Steady state migratory RelB + langerin + dermal dendritic cells mediate peripheral induction of antigen‐specific CD4 + CD25 + Foxp3 + regulatory T cells

Abstract Tolerance to self‐antigens expressed in peripheral organs is maintained by CD4 + CD25 + Foxp3 + Treg cells, which are generated as a result of thymic selection or peripheral induction. Here, we demonstrate that steady‐state migratory DCs from the skin mediated Treg conversion in draining lymph nodes of mice. These DCs displayed a partially mature MHC II int CD86 int CD40 hi CCR7 + phenotype, used endogenous TGF‐β for conversion and showed nuclear RelB translocation. Deficiency of the alternative NF‐κB signaling pathway (RelB/p52) reduced steady‐state migration of DCs. These DCs transported and directly presented soluble OVA provided by s.c. implanted osmotic minipumps, as well as cell‐associated epidermal OVA in transgenic K5‐mOVA mice to CD4 + OVA‐specific TCR‐transgenic OT‐II T cells.

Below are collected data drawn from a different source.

//! Declarative trigger reconcile: `POST /api/workflows/{id}/triggers/sync`.
//!
//! The Trigger Lifecycle Manager's entry point: diffs the caller's desired
//! trigger set against the workflow's current registry, protecting any
//! identity still materialized by the active deployment, then applies
//! `create`/`destroy`/`refresh` per difference through the matching
//! provider adapter.

use std::collections::HashSet;

use aide::axum::ApiRouter;
use aide::axum::routing::post_with;
use aide::transform::TransformOperation;
use axum::Json;
use axum::extract::{Path, State};
use axum::http::StatusCode;
use axum::response::{IntoResponse, Response};
use floww_postgres::model::canonical_json;
use floww_postgres::query::{WorkflowDeploymentRepository, WorkflowRepository};
use floww_postgres::types::ProviderKind;
use floww_providers::{DesiredTrigger, SyncContext, TriggerIdentity};
use serde::{Deserialize, Serialize};
use serde_json::Value;
use url::Url;
use uuid::Uuid;

use crate::error::Error;
use crate::handler::response::ErrorResponse;
use crate::service::ServiceState;

#[derive(Debug, Clone, Deserialize, schemars::JsonSchema)]
pub struct DesiredTriggerRequest {
    pub provider_type: ProviderKind,
    pub provider_alias: String,
    pub trigger_type: String,
    #[serde(default)]
    pub input: Value,
}

#[derive(Debug, Clone, Default, Deserialize, schemars::JsonSchema)]
pub struct SyncTriggersRequest {
    #[serde(default)]
    pub triggers: Vec<DesiredTriggerRequest>,
}

#[derive(Debug, Clone, Serialize, schemars::JsonSchema)]
pub struct SyncTriggersResponse {
    pub webhook_urls: Vec<Url>,
}

#[derive(Debug, Clone, Serialize, schemars::JsonSchema)]
pub struct SyncFailure {
    pub trigger_type: String,
    pub error: String,
}

#[derive(Debug, Clone, Serialize, schemars::JsonSchema)]
pub struct SyncTriggersFailedResponse {
    pub failures: Vec<SyncFailure>,
}

/// Either every desired trigger reconciled cleanly, or at least one `toAdd`
/// failed (registry-level changes already flushed are not rolled back).
enum SyncResponse {
    Ok(SyncTriggersResponse),
    PartialFailure(SyncTriggersFailedResponse),
}

impl IntoResponse for SyncResponse {
    fn into_response(self) -> Response {
        match self {
            Self::Ok(body) => (StatusCode::OK, Json(body)).into_response(),
            Self::PartialFailure(body) => (StatusCode::BAD_REQUEST, Json(body)).into_response(),
        }
    }
}

// Response documentation for this endpoint is supplied explicitly in
// `sync_triggers_docs`, so no schema needs to be inferred here.
impl aide::OperationOutput for SyncResponse {
    type Inner = Self;

    fn operation_response(_ctx: &mut aide::generate::GenContext, _operation: &mut aide::openapi::Operation) -> Option<aide::openapi::Response> {
        None
    }
}

/// Parses a deployment's `trigger_definitions` snapshot
/// (`[{provider: {type, alias}, triggerType, input}]`) into the identity set
/// the lifecycle manager protects from removal.
fn deployed_identities(trigger_definitions: &Value) -> HashSet<TriggerIdentity> {
    let Some(entries) = trigger_definitions.as_array() else {
        return HashSet::new();
    };

    entries
        .iter()
        .filter_map(|entry| {
            let provider = entry.get("provider")?;
            let provider_type: ProviderKind = serde_json::from_value(provider.get("type")?.clone()).ok()?;
            let provider_alias = provider.get("alias")?.as_str()?.to_string();
            let trigger_type = entry.get("triggerType")?.as_str()?.to_string();
            let input = entry.get("input").cloned().unwrap_or(Value::Null);
            Some((provider_type, provider_alias, trigger_type, canonical_json(&input)))
        })
        .collect()
}

async fn sync_triggers(
    State(state): State<ServiceState>,
    Path(workflow_id): Path<Uuid>,
    Json(body): Json<SyncTriggersRequest>,
) -> Result<SyncResponse, Error<'static>> {
    let mut conn = state.pg_client().get_connection().await?;

    let workflow = conn.find_workflow_by_id(workflow_id).await?.ok_or_else(Error::not_found)?;

    let deployed = match conn.find_active_deployment(workflow_id).await? {
        Some(deployment) => deployed_identities(&deployment.trigger_definitions),
        None => HashSet::new(),
    };

    let desired = body
        .triggers
        .into_iter()
        .map(|item| DesiredTrigger {
            provider_type: item.provider_type,
            provider_alias: item.provider_alias,
            trigger_type: item.trigger_type,
            input: item.input,
        })
        .collect();

    let ctx = SyncContext {
        client: state.pg_client().clone(),
        job_store: state.job_store().clone(),
        delivery: state.delivery().inner(),
        public_base_url: state.public_base_url().clone(),
        encryption_key: state.encryption_key_handle(),
        make_callback: std::sync::Arc::new({
            let state = state.clone();
            move |trigger_id| crate::cron::cron_job_callback(state.clone(), trigger_id)
        }),
    };

    let outcome = floww_providers::sync(&ctx, workflow.id, workflow.namespace_id, desired, &deployed).await?;

    tracing::info!(
        target: crate::TRACING_TARGET_RECONCILE,
        workflow_id = %workflow.id,
        webhook_count = outcome.webhook_urls.len(),
        failure_count = outcome.failures.len(),
        "trigger sync completed"
    );

    if outcome.failures.is_empty() {
        return Ok(SyncResponse::Ok(SyncTriggersResponse { webhook_urls: outcome.webhook_urls }));
    }

    let failures = outcome.failures.into_iter().map(|failure| SyncFailure { trigger_type: failure.trigger_type, error: failure.error }).collect();
    Ok(SyncResponse::PartialFailure(SyncTriggersFailedResponse { failures }))
}

fn sync_triggers_docs(op: TransformOperation) -> TransformOperation {
    op.summary("Reconcile a workflow's declared triggers")
        .description(
            "Diffs the desired trigger set against what is currently registered, \
             creating/destroying/refreshing triggers through their provider adapters. \
             Triggers still referenced by the active deployment are never removed.",
        )
        .response::<200, Json<SyncTriggersResponse>>()
        .response::<400, Json<SyncTriggersFailedResponse>>()
        .response::<404, Json<ErrorResponse<'static>>>()
}

pub fn routes() -> ApiRouter<ServiceState> {
    ApiRouter::new()
        .api_route("/api/workflows/{id}/triggers/sync", post_with(sync_triggers, sync_triggers_docs))
        .with_path_items(|item| item.tag("Triggers"))
}

#[cfg(test)]
mod tests {
    use serde_json::json;

    use super::*;

    #[test]
    fn deployed_identities_parses_a_snapshot_entry() {
        let snapshot = json!([
            {"provider": {"type": "gitlab", "alias": "main"}, "triggerType": "onPush", "input": {"projectId": "42"}}
        ]);
        let identities = deployed_identities(&snapshot);
        assert_eq!(identities.len(), 1);
        assert!(identities.contains(&(ProviderKind::Gitlab, "main".to_string(), "onPush".to_string(), canonical_json(&json!({"projectId": "42"})))));
    }

    #[test]
    fn deployed_identities_skips_malformed_entries() {
        let snapshot = json!([{"provider": {"type": "gitlab"}}]);
        assert!(deployed_identities(&snapshot).is_empty());
    }

    #[test]
    fn deployed_identities_defaults_to_empty_for_non_array() {
        assert!(deployed_identities(&Value::Null).is_empty());
    }
}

The langerin + dermal DC subset, but not epidermal Langerhans cells, mediated conversion of naive OT‐II×RAG‐1 −/− T cells into proliferating CD4 + CD25 + Foxp3 + Tregs. Thus, our data suggest that steady‐state migratory RelB + TGF‐β + langerin + dermal DCs mediate peripheral Treg conversion in response to epidermal antigen in skin‐draining lymph nodes.